Читать «Годы в Вольфенбюттеле. Жизнь Жан-Поля Фридриха Рихтера» онлайн - страница 248

Герхард Вальтер Менцель

Когда Жан-Поль жил в Берлине, у него сложилось относительно благоприятное впечатление о прусском либерализме. Фридрих Вильгельм III, стремясь стереть дурные последствия деятельности своего бесславного отца, отменил эдикт и вообще поначалу казался человеком, благосклонно относящимся к духовным запросам. Например, он был чуть ли не единственным немецким государем, не позволившим запретить «Философский журнал» Фихте, который начал полемику об атеизме. Он даже предоставил Фихте политическое убежище в Берлине, сопроводив это перенятым у своего знаменитого двоюродного деда жестом: «Если правда, что он враждует с богом, то пусть бог и разделывается с ним, меня это не касается».

Меньше всего цензура давала о себе знать в Саксонском княжестве (где приходилось считаться с важным источником доходов — городом книжных ярмарок Лейпцигом) и в саксонско-тюрингских мелких и карликовых государствах.
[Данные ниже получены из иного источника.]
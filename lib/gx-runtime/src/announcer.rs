//! Periodic discovery heartbeat

use crate::context::CallContext;
use futures::future::BoxFuture;
use gx_core::{RegistrationDescriptor, BROKER_REGISTER_SUBJECT};
use gx_transport::{ConnectionState, Transport};
use std::sync::Arc;
use std::time::Duration;
use tokio::sync::watch;
use tokio::task::JoinHandle;
use tokio::time::{self, MissedTickBehavior};
use tracing::{debug, error, info, warn};

/// Hook run once, the first time the transport reports a connection
pub type ReadyHook = Box<dyn FnOnce(CallContext) -> BoxFuture<'static, ()> + Send>;

/// Publishes the registration descriptor on `gx.broker.register` every
/// interval while connected.
///
/// There is no deregistration message: the broker infers that an instance is
/// gone once its heartbeats stop, judged against the interval announced in
/// each heartbeat. A ready hook still running when the announcer stops is
/// aborted.
pub struct RegistrationAnnouncer {
    transport: Arc<dyn Transport>,
    registration: RegistrationDescriptor,
    interval: Duration,
    ready: Option<(ReadyHook, CallContext)>,
}

impl RegistrationAnnouncer {
    pub fn new(
        transport: Arc<dyn Transport>,
        registration: RegistrationDescriptor,
        interval: Duration,
    ) -> Self {
        Self {
            transport,
            registration: registration.with_interval(interval),
            interval,
            ready: None,
        }
    }

    /// Run `hook` with `ctx` on the first connection
    pub fn with_ready_hook(mut self, hook: ReadyHook, ctx: CallContext) -> Self {
        self.ready = Some((hook, ctx));
        self
    }

    pub async fn run(mut self, mut shutdown: watch::Receiver<bool>) {
        let payload = match serde_json::to_vec(&self.registration) {
            Ok(payload) => payload,
            Err(e) => {
                error!("Failed to encode registration: {}", e);
                return;
            }
        };

        let mut connection = self.transport.connection();
        let mut ticker = time::interval(self.interval);
        ticker.set_missed_tick_behavior(MissedTickBehavior::Delay);
        let mut ready_task: Option<JoinHandle<()>> = None;

        loop {
            let state = *connection.borrow_and_update();
            match state {
                ConnectionState::Closed => break,
                ConnectionState::Connected => {}
                ConnectionState::Connecting | ConnectionState::Disconnected => {
                    debug!("Waiting for transport before announcing");
                    tokio::select! {
                        _ = shutdown.changed() => break,
                        changed = connection.changed() => {
                            if changed.is_err() {
                                break;
                            }
                            continue;
                        }
                    }
                }
            }

            if let Some((hook, ctx)) = self.ready.take() {
                info!("{}:instance:ready", self.registration.service);
                ready_task = Some(tokio::spawn(hook(ctx)));
            }

            tokio::select! {
                _ = shutdown.changed() => break,
                changed = connection.changed() => {
                    if changed.is_err() {
                        break;
                    }
                }
                _ = ticker.tick() => {
                    if let Err(e) = self
                        .transport
                        .publish(BROKER_REGISTER_SUBJECT, None, payload.clone())
                        .await
                    {
                        warn!("Failed to publish registration: {}", e);
                    }
                }
            }
        }

        if let Some(task) = ready_task {
            if !task.is_finished() {
                debug!("Aborting unfinished ready hook of {}", self.registration.service);
                task.abort();
            }
            let _ = task.await;
        }

        debug!("Announcer for {} stopped", self.registration.service);
    }
}

#[cfg(test)]
mod tests {
    use super::*;
    use crate::client::RpcClient;
    use crate::context::MeshContext;
    use futures::FutureExt;
    use gx_core::{MethodMetadata, ServiceConfig, ServiceDescriptor, TraceContext};
    use gx_transport::{InMemoryBus, MemoryConnection, Subscription};
    use std::collections::BTreeMap;
    use std::sync::atomic::{AtomicBool, AtomicUsize, Ordering};

    fn registration() -> RegistrationDescriptor {
        let mut methods = BTreeMap::new();
        methods.insert("add".to_string(), MethodMetadata::default());
        methods.insert("multiply".to_string(), MethodMetadata::default());
        RegistrationDescriptor {
            namespace: "tools".to_string(),
            service: "math".to_string(),
            version: "1.0.0".to_string(),
            methods,
            interval: None,
        }
    }

    fn idle_context(transport: Arc<dyn Transport>) -> CallContext {
        let descriptor = Arc::new(ServiceDescriptor::new(ServiceConfig::new("math")).unwrap());
        let client = Arc::new(RpcClient::new(transport.clone(), &descriptor.instance_id, Duration::from_secs(1)));
        CallContext::idle(MeshContext::new(descriptor, transport, client), Arc::new(TraceContext::root()))
    }

    async fn drain(sub: &mut Subscription) -> Vec<RegistrationDescriptor> {
        let mut seen = Vec::new();
        while let Ok(Some(message)) = time::timeout(Duration::from_millis(1), sub.next()).await {
            seen.push(serde_json::from_slice(&message.payload).unwrap());
        }
        seen
    }

    #[tokio::test(start_paused = true)]
    async fn test_heartbeat_cadence() {
        let bus = InMemoryBus::new();
        let observer = bus.connect("broker");
        let mut sub = observer.subscribe(BROKER_REGISTER_SUBJECT, None).await.unwrap();
        let transport: Arc<dyn Transport> = Arc::new(bus.connect("math"));

        let interval = Duration::from_millis(100);
        let announcer = RegistrationAnnouncer::new(transport, registration(), interval);
        let (shutdown, shutdown_rx) = watch::channel(false);
        let task = tokio::spawn(announcer.run(shutdown_rx));

        let window = Duration::from_millis(1000);
        time::sleep(window).await;
        shutdown.send(true).unwrap();
        task.await.unwrap();

        let seen = drain(&mut sub).await;
        let expected = (window.as_millis() / interval.as_millis()) as usize;
        assert!(seen.len() >= expected, "only {} heartbeats", seen.len());
        assert!(seen.iter().all(|r| *r == registration().with_interval(interval)));
        assert!(seen.iter().all(|r| r.interval == Some(100)));
    }

    #[tokio::test(start_paused = true)]
    async fn test_ready_hook_runs_once_across_reconnects() {
        let bus = InMemoryBus::new();
        let connection = Arc::new(bus.connect("math"));
        let transport: Arc<dyn Transport> = connection.clone();
        let calls = Arc::new(AtomicUsize::new(0));

        let counter = calls.clone();
        let hook: ReadyHook = Box::new(move |_ctx: CallContext| {
            async move {
                counter.fetch_add(1, Ordering::SeqCst);
            }
            .boxed()
        });

        let announcer = RegistrationAnnouncer::new(transport.clone(), registration(), Duration::from_millis(50))
            .with_ready_hook(hook, idle_context(transport));
        let (_shutdown, shutdown_rx) = watch::channel(false);
        tokio::spawn(announcer.run(shutdown_rx));

        time::sleep(Duration::from_millis(120)).await;
        for _ in 0..3 {
            connection.disconnect();
            time::sleep(Duration::from_millis(60)).await;
            connection.reconnect();
            time::sleep(Duration::from_millis(60)).await;
        }

        assert_eq!(calls.load(Ordering::SeqCst), 1);
    }

    #[tokio::test(start_paused = true)]
    async fn test_no_heartbeats_while_disconnected() {
        let bus = InMemoryBus::new();
        let observer = bus.connect("broker");
        let mut sub = observer.subscribe(BROKER_REGISTER_SUBJECT, None).await.unwrap();
        let connection: Arc<MemoryConnection> = Arc::new(bus.connect("math"));
        connection.disconnect();

        let announcer =
            RegistrationAnnouncer::new(connection.clone(), registration(), Duration::from_millis(50));
        let (_shutdown, shutdown_rx) = watch::channel(false);
        tokio::spawn(announcer.run(shutdown_rx));

        time::sleep(Duration::from_millis(300)).await;
        assert!(drain(&mut sub).await.is_empty());

        connection.reconnect();
        time::sleep(Duration::from_millis(300)).await;
        assert!(!drain(&mut sub).await.is_empty());
    }

    #[tokio::test(start_paused = true)]
    async fn test_stops_when_transport_closes() {
        let bus = InMemoryBus::new();
        let connection = Arc::new(bus.connect("math"));
        let announcer =
            RegistrationAnnouncer::new(connection.clone(), registration(), Duration::from_millis(50));
        let (_shutdown, shutdown_rx) = watch::channel(false);
        let task = tokio::spawn(announcer.run(shutdown_rx));

        time::sleep(Duration::from_millis(100)).await;
        connection.close();
        time::timeout(Duration::from_secs(1), task).await.unwrap().unwrap();
    }

    #[tokio::test(start_paused = true)]
    async fn test_unfinished_ready_hook_is_aborted_on_shutdown() {
        struct DropFlag(Arc<AtomicBool>);
        impl Drop for DropFlag {
            fn drop(&mut self) {
                self.0.store(true, Ordering::SeqCst);
            }
        }

        let bus = InMemoryBus::new();
        let transport: Arc<dyn Transport> = Arc::new(bus.connect("math"));
        let dropped = Arc::new(AtomicBool::new(false));

        let flag = DropFlag(dropped.clone());
        let hook: ReadyHook = Box::new(move |_ctx: CallContext| {
            async move {
                let _flag = flag;
                std::future::pending::<()>().await;
            }
            .boxed()
        });

        let announcer = RegistrationAnnouncer::new(transport.clone(), registration(), Duration::from_millis(50))
            .with_ready_hook(hook, idle_context(transport));
        let (shutdown, shutdown_rx) = watch::channel(false);
        let task = tokio::spawn(announcer.run(shutdown_rx));

        time::sleep(Duration::from_millis(100)).await;
        assert!(!dropped.load(Ordering::SeqCst));

        shutdown.send(true).unwrap();
        task.await.unwrap();
        assert!(dropped.load(Ordering::SeqCst));
    }
}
Бежавшие издатели могли там беспрепятственно работать — иной раз благодаря любви князей к искусству, но чаще всего благодаря тому, что от них в хронически пустые государственные кассы поступали деньги.

Но и там, конечно, существовала цензура (как свидетельствует случай, заставивший Жан-Поля написать о ней книгу), даже если она, как в стране Карла Августа и Гёте, и не была утверждена законом. На этот непорядок там обратили внимание в связи со спором по поводу увольнения Фихте из Йенского университета, и Гёте составил (за шесть лет до выхода книги Жан-Поля о цензуре) докладную записку, в которой показал себя очень здравомыслящим государственным деятелем, стремящимся сохранить прославленную духовную свободу Саксонии-Веймара в той мере, в какой это касалось книг. Ибо прессе он, как выяснилось в 1816 году, не очень симпатизировал: когда герцог первым из немецких государей ввел конституцию, в которой гарантировалась свобода прессы, и один отважный публицист действительно воспользовался ею, Гёте, вообще не терпевший газетчиков, выступил не за свободу прессы, а за «деспотизм по отношению к прессе», — деспотизм, который герцог (понуждаемый, правда, не Гёте, а более могущественными немецкими государями) затем и стал осуществлять.

Составляя проект закона о цензуре 1799 года, Гёте имел в виду нечто вроде «народной цензуры» склонного к реформам кайзера Иосифа II, которую когда-то ввели в Австрии и затем быстро отменили. Конфликт между авторами, пишет Гёте, требующими полной свободы, и государством, не могущим ее допустить, так же стар, как само книгопечатание, и он никогда не разрешится. Но осуществлять цензуру будет все труднее, поскольку в науках никогда нельзя решить, что верно, а что неправильно, что прогрессивно, а что устарело. Поэтому он предлагает, чтобы каждую рукопись перед печатью подписывали трое находящихся на государственной службе авторитетных ученых или людей искусства, которых издатель свободно выберет сам, и, таким образом, это будет «дружеским актом» «скорее педагогического, нежели законодательного» характера. Обязателен лишь один принцип — не печатать ничего такого, что «противоречило бы существующим законам и порядкам». К ответственности эти добровольные цензоры не должны привлекаться. «Я хотел бы, — сказано в заключение докладной записки, положенной впоследствии под сукно, — чтобы мы, до сих пор пользовавшиеся репутацией самых больших либералов, могли и при необходимых ограничениях проявить эту либеральность».